Check every line of the records below for the string "errors" and copy the ones that have it.

* [Saved data entries]
--- START ---

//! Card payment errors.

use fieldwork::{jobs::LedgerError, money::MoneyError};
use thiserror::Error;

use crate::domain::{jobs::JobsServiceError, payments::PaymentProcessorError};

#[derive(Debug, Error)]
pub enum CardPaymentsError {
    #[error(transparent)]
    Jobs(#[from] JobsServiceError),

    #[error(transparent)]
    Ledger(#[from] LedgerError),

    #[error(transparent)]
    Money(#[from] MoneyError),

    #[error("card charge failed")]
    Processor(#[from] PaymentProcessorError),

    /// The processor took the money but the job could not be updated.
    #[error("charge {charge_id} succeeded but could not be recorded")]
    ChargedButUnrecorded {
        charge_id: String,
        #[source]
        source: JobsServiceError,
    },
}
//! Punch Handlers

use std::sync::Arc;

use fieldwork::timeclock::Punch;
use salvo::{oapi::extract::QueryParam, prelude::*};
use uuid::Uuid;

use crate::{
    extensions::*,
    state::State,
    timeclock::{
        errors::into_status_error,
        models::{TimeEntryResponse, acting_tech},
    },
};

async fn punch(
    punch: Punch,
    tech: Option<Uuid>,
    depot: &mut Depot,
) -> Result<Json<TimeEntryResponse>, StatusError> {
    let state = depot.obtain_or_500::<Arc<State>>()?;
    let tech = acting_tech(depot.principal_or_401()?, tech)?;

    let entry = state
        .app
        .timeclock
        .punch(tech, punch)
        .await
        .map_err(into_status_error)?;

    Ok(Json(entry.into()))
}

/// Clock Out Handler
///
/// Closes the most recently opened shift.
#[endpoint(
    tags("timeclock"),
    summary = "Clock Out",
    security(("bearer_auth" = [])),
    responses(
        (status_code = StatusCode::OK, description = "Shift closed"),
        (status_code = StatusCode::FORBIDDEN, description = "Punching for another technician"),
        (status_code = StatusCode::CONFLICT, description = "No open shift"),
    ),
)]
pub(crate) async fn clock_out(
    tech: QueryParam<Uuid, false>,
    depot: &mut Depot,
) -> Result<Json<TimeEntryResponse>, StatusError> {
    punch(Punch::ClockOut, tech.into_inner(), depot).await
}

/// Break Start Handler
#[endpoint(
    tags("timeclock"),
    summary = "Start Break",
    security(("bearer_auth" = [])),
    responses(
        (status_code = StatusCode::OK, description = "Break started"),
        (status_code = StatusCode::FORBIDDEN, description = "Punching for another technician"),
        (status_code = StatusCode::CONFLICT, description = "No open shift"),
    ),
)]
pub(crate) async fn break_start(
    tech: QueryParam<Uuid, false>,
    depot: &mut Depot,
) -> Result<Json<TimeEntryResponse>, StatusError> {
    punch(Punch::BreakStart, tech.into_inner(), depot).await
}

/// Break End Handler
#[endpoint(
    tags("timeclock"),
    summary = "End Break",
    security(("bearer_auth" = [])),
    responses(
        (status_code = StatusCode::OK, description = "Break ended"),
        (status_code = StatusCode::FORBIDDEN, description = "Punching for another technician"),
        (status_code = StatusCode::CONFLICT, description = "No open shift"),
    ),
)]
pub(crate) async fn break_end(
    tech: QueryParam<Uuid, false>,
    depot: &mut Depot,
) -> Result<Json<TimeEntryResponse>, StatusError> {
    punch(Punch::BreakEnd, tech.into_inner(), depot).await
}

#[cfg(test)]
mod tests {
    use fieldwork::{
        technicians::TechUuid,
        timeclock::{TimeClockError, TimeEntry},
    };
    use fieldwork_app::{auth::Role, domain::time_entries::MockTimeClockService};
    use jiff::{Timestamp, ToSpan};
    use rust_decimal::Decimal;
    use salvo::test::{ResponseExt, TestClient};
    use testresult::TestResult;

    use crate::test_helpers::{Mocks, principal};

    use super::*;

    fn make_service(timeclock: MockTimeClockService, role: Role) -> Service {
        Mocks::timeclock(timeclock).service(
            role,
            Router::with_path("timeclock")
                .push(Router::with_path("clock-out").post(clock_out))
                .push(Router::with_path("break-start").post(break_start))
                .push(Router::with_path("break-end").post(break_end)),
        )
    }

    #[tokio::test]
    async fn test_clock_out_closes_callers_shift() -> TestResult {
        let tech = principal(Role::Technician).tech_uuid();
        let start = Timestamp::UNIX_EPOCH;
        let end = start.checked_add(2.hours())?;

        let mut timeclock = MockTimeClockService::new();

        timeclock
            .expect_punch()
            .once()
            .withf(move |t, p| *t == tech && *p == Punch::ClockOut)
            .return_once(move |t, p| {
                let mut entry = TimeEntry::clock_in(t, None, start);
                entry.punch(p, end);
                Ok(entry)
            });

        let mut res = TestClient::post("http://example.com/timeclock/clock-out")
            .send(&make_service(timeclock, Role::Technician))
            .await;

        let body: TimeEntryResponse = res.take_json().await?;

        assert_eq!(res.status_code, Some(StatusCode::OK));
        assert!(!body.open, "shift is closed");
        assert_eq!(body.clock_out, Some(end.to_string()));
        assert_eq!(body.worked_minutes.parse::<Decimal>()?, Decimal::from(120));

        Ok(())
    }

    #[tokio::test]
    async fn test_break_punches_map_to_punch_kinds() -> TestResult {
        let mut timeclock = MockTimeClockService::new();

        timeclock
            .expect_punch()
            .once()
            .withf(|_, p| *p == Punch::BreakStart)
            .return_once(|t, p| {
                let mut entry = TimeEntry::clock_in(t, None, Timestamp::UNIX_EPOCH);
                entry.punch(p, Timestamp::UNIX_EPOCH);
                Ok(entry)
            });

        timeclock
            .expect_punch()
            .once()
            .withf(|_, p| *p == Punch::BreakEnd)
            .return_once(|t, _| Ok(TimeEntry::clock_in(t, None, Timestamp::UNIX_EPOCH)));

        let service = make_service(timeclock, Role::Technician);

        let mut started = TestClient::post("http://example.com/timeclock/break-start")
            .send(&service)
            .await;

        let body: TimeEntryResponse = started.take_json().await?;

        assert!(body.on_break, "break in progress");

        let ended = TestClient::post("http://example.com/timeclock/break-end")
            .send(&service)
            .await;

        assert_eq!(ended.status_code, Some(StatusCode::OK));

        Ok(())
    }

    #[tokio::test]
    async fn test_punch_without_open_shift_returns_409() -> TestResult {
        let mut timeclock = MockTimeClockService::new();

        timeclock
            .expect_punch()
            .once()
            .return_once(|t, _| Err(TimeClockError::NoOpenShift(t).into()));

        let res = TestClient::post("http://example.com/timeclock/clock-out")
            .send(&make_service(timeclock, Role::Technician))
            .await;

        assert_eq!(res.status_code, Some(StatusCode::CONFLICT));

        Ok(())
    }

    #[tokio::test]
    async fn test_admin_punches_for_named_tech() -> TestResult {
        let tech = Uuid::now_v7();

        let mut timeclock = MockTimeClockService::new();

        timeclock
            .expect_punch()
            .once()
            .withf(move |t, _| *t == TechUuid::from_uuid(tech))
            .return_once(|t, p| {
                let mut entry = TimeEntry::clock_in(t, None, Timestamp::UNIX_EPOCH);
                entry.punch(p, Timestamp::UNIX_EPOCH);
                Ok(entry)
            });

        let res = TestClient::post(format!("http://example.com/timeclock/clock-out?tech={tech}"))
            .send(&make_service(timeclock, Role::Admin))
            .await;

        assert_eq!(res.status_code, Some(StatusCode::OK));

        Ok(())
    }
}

--- END ---

* [REPLY]
//! Card payment errors.
        errors::into_status_error,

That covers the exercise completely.